(Source records)
==========

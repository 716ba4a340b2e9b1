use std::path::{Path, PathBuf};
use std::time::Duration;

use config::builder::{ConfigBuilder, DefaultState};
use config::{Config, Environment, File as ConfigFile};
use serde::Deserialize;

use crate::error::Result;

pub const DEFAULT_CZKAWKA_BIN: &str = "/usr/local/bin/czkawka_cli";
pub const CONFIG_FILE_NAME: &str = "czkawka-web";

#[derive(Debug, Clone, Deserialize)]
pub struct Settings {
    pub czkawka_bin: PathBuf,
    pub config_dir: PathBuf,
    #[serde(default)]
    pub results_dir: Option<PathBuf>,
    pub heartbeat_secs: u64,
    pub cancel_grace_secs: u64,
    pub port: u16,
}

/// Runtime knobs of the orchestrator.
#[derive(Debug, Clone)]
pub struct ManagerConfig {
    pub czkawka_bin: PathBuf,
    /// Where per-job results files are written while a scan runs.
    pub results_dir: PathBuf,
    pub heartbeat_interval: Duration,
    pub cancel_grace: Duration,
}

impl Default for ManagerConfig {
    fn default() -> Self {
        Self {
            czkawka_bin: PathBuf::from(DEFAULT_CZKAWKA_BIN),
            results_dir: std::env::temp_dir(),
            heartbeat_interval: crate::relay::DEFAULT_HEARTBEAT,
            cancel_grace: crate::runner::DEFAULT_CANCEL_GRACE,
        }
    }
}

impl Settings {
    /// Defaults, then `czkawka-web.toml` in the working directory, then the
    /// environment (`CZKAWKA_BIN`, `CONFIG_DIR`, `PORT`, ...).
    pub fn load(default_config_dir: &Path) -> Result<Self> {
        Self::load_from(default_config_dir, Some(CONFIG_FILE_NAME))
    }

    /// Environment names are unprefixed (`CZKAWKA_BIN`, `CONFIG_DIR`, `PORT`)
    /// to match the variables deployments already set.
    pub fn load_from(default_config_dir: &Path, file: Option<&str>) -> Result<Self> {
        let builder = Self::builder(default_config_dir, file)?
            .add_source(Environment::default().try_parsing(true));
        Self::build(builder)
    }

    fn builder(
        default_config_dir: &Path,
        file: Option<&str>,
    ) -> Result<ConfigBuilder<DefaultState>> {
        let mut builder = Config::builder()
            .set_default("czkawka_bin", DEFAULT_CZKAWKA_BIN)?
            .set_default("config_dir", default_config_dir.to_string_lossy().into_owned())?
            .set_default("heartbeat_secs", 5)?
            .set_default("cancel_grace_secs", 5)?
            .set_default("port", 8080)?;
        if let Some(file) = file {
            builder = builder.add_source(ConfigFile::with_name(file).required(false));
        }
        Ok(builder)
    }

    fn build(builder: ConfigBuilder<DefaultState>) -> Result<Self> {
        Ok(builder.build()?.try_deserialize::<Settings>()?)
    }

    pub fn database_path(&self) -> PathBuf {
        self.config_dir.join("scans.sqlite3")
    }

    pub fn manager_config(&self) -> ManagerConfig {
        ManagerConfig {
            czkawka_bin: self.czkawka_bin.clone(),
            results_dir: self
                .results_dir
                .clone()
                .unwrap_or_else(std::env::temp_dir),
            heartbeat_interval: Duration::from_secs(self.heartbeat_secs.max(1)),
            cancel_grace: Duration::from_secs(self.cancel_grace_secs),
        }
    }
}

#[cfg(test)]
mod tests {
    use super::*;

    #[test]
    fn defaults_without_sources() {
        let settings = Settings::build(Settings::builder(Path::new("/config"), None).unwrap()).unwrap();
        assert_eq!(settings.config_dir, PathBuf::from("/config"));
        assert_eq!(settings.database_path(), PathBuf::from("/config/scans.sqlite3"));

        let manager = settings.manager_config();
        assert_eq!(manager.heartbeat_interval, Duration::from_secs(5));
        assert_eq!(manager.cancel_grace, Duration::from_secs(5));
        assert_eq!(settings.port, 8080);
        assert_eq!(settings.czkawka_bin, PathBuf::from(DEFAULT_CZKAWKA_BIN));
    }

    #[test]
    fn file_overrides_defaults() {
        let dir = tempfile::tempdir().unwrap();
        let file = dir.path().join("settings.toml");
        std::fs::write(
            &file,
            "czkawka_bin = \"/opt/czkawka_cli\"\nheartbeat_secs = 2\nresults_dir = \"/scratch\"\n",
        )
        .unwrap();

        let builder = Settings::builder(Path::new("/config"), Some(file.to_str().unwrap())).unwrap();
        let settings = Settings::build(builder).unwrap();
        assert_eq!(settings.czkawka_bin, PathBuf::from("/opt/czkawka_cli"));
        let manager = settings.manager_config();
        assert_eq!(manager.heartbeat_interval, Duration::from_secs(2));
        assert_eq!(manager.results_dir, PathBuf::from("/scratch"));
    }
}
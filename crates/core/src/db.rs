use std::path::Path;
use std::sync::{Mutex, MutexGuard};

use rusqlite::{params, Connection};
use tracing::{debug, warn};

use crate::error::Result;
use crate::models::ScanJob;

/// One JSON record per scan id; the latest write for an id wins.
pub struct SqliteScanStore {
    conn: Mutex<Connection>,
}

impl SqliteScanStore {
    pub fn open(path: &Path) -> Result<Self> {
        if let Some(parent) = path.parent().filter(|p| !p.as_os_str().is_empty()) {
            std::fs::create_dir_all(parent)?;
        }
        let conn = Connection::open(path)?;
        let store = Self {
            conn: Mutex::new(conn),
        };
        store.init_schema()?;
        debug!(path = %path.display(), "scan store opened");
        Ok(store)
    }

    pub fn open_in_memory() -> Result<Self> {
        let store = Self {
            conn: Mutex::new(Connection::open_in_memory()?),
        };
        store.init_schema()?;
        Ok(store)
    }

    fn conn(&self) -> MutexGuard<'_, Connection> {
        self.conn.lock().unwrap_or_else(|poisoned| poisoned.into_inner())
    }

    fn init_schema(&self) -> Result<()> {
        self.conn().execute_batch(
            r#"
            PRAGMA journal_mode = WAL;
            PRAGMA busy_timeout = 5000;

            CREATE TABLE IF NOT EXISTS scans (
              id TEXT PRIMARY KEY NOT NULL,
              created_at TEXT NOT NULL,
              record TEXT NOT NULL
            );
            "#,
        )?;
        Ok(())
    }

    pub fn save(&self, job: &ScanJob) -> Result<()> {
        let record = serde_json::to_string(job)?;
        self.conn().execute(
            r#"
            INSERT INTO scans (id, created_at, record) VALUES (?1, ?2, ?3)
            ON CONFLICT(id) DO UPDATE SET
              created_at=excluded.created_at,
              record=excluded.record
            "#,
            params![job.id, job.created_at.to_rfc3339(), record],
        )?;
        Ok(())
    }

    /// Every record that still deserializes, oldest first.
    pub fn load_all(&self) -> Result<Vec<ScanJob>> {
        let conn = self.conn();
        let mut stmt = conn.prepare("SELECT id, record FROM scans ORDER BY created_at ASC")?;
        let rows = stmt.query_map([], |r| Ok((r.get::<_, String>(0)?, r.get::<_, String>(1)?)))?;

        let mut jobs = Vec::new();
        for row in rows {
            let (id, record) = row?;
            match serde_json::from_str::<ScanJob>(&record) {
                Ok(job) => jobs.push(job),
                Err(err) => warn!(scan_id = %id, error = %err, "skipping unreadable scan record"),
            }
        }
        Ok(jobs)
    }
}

==========

### Directions:
Write the records out again, character for character.

### Exercise response:
repository 716ba4a340b2e9b1
use std::path::{Path, PathBuf};
use std::time::Duration;

use config::builder::{ConfigBuilder, DefaultState};
use config::{Config, Environment, File as ConfigFile};
use serde::Deserialize;

use crate::error::Result;

pub const DEFAULT_CZKAWKA_BIN: &str = "/usr/local/bin/czkawka_cli";
pub const CONFIG_FILE_NAME: &str = "czkawka-web";

#[derive(Debug, Clone, Deserialize)]
pub struct Settings {
    pub czkawka_bin: PathBuf,
    pub config_dir: PathBuf,
    #[serde(default)]
    pub results_dir: Option<PathBuf>,
    pub heartbeat_secs: u64,
    pub cancel_grace_secs: u64,
    pub port: u16,
}

/// Runtime knobs of the orchestrator.
#[derive(Debug, Clone)]
pub struct ManagerConfig {
    pub czkawka_bin: PathBuf,
    /// Where per-job results files are written while a scan runs.
    pub results_dir: PathBuf,
    pub heartbeat_interval: Duration,
    pub cancel_grace: Duration,
}

impl Default for ManagerConfig {
    fn default() -> Self {
        Self {
            czkawka_bin: PathBuf::from(DEFAULT_CZKAWKA_BIN),
            results_dir: std::env::temp_dir(),
            heartbeat_interval: crate::relay::DEFAULT_HEARTBEAT,
            cancel_grace: crate::runner::DEFAULT_CANCEL_GRACE,
        }
    }
}

impl Settings {
    /// Defaults, then `czkawka-web.toml` in the working directory, then the
    /// environment (`CZKAWKA_BIN`, `CONFIG_DIR`, `PORT`, ...).
    pub fn load(default_config_dir: &Path) -> Result<Self> {
        Self::load_from(default_config_dir, Some(CONFIG_FILE_NAME))
    }

    /// Environment names are unprefixed (`CZKAWKA_BIN`, `CONFIG_DIR`, `PORT`)
    /// to match the variables deployments already set.
    pub fn load_from(default_config_dir: &Path, file: Option<&str>) -> Result<Self> {
        let builder = Self::builder(default_config_dir, file)?
            .add_source(Environment::default().try_parsing(true));
        Self::build(builder)
    }

    fn builder(
        default_config_dir: &Path,
        file: Option<&str>,
    ) -> Result<ConfigBuilder<DefaultState>> {
        let mut builder = Config::builder()
            .set_default("czkawka_bin", DEFAULT_CZKAWKA_BIN)?
            .set_default("config_dir", default_config_dir.to_string_lossy().into_owned())?
            .set_default("heartbeat_secs", 5)?
            .set_default("cancel_grace_secs", 5)?
            .set_default("port", 8080)?;
        if let Some(file) = file {
            builder = builder.add_source(ConfigFile::with_name(file).required(false));
        }
        Ok(builder)
    }

    fn build(builder: ConfigBuilder<DefaultState>) -> Result<Self> {
        Ok(builder.build()?.try_deserialize::<Settings>()?)
    }

    pub fn database_path(&self) -> PathBuf {
        self.config_dir.join("scans.sqlite3")
    }

    pub fn manager_config(&self) -> ManagerConfig {
        ManagerConfig {
            czkawka_bin: self.czkawka_bin.clone(),
            results_dir: self
                .results_dir
                .clone()
                .unwrap_or_else(std::env::temp_dir),
            heartbeat_interval: Duration::from_secs(self.heartbeat_secs.max(1)),
            cancel_grace: Duration::from_secs(self.cancel_grace_secs),
        }
    }
}

#[cfg(test)]
mod tests {
    use super::*;

    #[test]
    fn defaults_without_sources() {
        let settings = Settings::build(Settings::builder(Path::new("/config"), None).unwrap()).unwrap();
        assert_eq!(settings.config_dir, PathBuf::from("/config"));
        assert_eq!(settings.database_path(), PathBuf::from("/config/scans.sqlite3"));

        let manager = settings.manager_config();
        assert_eq!(manager.heartbeat_interval, Duration::from_secs(5));
        assert_eq!(manager.cancel_grace, Duration::from_secs(5));
        assert_eq!(settings.port, 8080);
        assert_eq!(settings.czkawka_bin, PathBuf::from(DEFAULT_CZKAWKA_BIN));
    }

    #[test]
    fn file_overrides_defaults() {
        let dir = tempfile::tempdir().unwrap();
        let file = dir.path().join("settings.toml");
        std::fs::write(
            &file,
            "czkawka_bin = \"/opt/czkawka_cli\"\nheartbeat_secs = 2\nresults_dir = \"/scratch\"\n",
        )
        .unwrap();

        let builder = Settings::builder(Path::new("/config"), Some(file.to_str().unwrap())).unwrap();
        let settings = Settings::build(builder).unwrap();
        assert_eq!(settings.czkawka_bin, PathBuf::from("/opt/czkawka_cli"));
        let manager = settings.manager_config();
        assert_eq!(manager.heartbeat_interval, Duration::from_secs(2));
        assert_eq!(manager.results_dir, PathBuf::from("/scratch"));
    }
}
filename crates/core/src/db.rs
use std::path::Path;
use std::sync::{Mutex, MutexGuard};

use rusqlite::{params, Connection};
use tracing::{debug, warn};

use crate::error::Result;
use crate::models::ScanJob;

/// One JSON record per scan id; the latest write for an id wins.
pub struct SqliteScanStore {
    conn: Mutex<Connection>,
}

impl SqliteScanStore {
    pub fn open(path: &Path) -> Result<Self> {
        if let Some(parent) = path.parent().filter(|p| !p.as_os_str().is_empty()) {
            std::fs::create_dir_all(parent)?;
        }
        let conn = Connection::open(path)?;
        let store = Self {
            conn: Mutex::new(conn),
        };
        store.init_schema()?;
        debug!(path = %path.display(), "scan store opened");
        Ok(store)
    }

    pub fn open_in_memory() -> Result<Self> {
        let store = Self {
            conn: Mutex::new(Connection::open_in_memory()?),
        };
        store.init_schema()?;
        Ok(store)
    }

    fn conn(&self) -> MutexGuard<'_, Connection> {
        self.conn.lock().unwrap_or_else(|poisoned| poisoned.into_inner())
    }

    fn init_schema(&self) -> Result<()> {
        self.conn().execute_batch(
            r#"
            PRAGMA journal_mode = WAL;
            PRAGMA busy_timeout = 5000;

            CREATE TABLE IF NOT EXISTS scans (
              id TEXT PRIMARY KEY NOT NULL,
              created_at TEXT NOT NULL,
              record TEXT NOT NULL
            );
            "#,
        )?;
        Ok(())
    }

    pub fn save(&self, job: &ScanJob) -> Result<()> {
        let record = serde_json::to_string(job)?;
        self.conn().execute(
            r#"
            INSERT INTO scans (id, created_at, record) VALUES (?1, ?2, ?3)
            ON CONFLICT(id) DO UPDATE SET
              created_at=excluded.created_at,
              record=excluded.record
            "#,
            params![job.id, job.created_at.to_rfc3339(), record],
        )?;
        Ok(())
    }

    /// Every record that still deserializes, oldest first.
    pub fn load_all(&self) -> Result<Vec<ScanJob>> {
        let conn = self.conn();
        let mut stmt = conn.prepare("SELECT id, record FROM scans ORDER BY created_at ASC")?;
        let rows = stmt.query_map([], |r| Ok((r.get::<_, String>(0)?, r.get::<_, String>(1)?)))?;

        let mut jobs = Vec::new();
        for row in rows {
            let (id, record) = row?;
            match serde_json::from_str::<ScanJob>(&record) {
                Ok(job) => jobs.push(job),
                Err(err) => warn!(scan_id = %id, error = %err, "skipping unreadable scan record"),
            }
        }
        Ok(jobs)
    }
}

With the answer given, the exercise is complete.